BEGIN GIVEN RECORDS

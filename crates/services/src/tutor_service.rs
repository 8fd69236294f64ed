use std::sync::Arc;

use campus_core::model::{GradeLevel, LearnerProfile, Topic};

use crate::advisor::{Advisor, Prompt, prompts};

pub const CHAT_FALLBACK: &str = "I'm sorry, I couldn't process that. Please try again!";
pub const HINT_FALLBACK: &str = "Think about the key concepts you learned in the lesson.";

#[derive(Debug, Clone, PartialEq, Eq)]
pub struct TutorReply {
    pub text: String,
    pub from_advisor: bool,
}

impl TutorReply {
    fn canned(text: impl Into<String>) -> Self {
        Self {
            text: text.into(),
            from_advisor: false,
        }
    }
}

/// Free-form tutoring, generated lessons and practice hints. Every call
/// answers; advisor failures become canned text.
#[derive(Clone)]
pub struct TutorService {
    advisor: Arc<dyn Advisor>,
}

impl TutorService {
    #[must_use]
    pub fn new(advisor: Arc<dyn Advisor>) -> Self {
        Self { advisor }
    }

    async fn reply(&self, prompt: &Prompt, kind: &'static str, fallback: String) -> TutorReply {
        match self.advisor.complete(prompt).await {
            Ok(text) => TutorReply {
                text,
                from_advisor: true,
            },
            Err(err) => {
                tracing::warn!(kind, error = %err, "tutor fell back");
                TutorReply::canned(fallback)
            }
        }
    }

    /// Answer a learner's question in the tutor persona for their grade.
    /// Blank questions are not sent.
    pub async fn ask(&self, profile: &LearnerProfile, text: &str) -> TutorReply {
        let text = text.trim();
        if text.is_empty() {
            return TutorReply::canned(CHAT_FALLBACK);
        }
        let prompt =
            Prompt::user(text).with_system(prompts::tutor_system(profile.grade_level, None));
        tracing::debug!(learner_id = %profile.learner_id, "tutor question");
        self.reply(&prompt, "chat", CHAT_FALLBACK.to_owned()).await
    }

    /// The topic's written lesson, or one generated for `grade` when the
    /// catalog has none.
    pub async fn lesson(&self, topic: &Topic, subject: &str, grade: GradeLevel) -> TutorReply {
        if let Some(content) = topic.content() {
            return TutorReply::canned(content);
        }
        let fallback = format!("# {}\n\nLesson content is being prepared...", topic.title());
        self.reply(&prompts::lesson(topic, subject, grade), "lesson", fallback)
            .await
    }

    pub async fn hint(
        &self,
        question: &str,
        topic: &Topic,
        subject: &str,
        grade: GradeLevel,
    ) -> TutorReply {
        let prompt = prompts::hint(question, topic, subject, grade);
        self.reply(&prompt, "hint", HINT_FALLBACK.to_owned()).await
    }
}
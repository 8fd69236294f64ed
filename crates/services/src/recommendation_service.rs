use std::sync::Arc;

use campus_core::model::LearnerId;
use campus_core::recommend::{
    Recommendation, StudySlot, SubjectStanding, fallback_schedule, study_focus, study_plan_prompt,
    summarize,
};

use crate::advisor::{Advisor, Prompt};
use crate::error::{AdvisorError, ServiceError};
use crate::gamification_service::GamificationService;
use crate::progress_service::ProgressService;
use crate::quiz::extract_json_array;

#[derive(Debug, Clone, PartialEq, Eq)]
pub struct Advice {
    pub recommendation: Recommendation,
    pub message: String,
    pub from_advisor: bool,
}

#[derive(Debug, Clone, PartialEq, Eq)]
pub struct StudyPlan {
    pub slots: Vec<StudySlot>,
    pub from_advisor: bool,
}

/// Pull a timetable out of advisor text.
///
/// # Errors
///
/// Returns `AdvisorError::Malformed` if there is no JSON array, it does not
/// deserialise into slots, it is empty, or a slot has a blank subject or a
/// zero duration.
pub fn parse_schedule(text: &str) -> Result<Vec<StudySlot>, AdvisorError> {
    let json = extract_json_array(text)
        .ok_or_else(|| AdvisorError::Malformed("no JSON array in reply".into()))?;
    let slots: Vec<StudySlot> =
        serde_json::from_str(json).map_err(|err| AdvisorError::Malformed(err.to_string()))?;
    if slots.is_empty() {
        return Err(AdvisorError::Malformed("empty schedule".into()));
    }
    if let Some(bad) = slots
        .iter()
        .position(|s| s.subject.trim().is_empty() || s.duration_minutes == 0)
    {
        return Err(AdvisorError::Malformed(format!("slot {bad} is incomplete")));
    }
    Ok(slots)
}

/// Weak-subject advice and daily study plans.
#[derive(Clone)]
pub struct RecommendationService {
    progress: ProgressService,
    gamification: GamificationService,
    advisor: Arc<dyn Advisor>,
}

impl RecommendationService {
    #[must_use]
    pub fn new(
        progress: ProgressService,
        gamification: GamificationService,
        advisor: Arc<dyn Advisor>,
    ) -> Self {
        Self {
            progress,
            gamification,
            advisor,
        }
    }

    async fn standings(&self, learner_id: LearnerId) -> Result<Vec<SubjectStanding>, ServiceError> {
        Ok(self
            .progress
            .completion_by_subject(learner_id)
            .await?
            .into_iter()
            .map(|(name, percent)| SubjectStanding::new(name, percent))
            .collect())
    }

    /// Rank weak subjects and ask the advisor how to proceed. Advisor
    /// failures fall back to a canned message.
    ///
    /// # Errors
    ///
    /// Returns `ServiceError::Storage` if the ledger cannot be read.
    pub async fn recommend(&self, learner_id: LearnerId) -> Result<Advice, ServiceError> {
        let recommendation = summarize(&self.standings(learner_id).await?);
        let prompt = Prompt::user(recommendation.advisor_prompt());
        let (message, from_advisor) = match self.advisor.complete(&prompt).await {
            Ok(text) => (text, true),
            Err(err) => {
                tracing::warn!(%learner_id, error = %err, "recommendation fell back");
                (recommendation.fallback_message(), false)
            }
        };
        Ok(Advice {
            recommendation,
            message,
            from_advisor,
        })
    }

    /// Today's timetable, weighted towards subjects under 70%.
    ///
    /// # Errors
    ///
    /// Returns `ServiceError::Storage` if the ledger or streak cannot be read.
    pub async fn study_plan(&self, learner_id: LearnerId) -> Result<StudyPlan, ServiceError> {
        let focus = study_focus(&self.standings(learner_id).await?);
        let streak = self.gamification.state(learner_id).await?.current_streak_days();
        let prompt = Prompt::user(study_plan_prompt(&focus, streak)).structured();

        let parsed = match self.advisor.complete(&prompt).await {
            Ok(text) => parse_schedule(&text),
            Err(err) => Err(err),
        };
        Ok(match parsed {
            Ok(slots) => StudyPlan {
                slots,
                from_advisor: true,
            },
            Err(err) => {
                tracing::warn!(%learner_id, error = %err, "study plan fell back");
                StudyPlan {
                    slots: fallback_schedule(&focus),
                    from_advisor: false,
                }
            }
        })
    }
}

END GIVEN RECORDS

**WORK TO COMPLETE**
Lines that include the word "false" are to be extracted from the data above.

**RESPONSE FOR THIS EXERCISE**
            from_advisor: false,
                (recommendation.fallback_message(), false)
                    from_advisor: false,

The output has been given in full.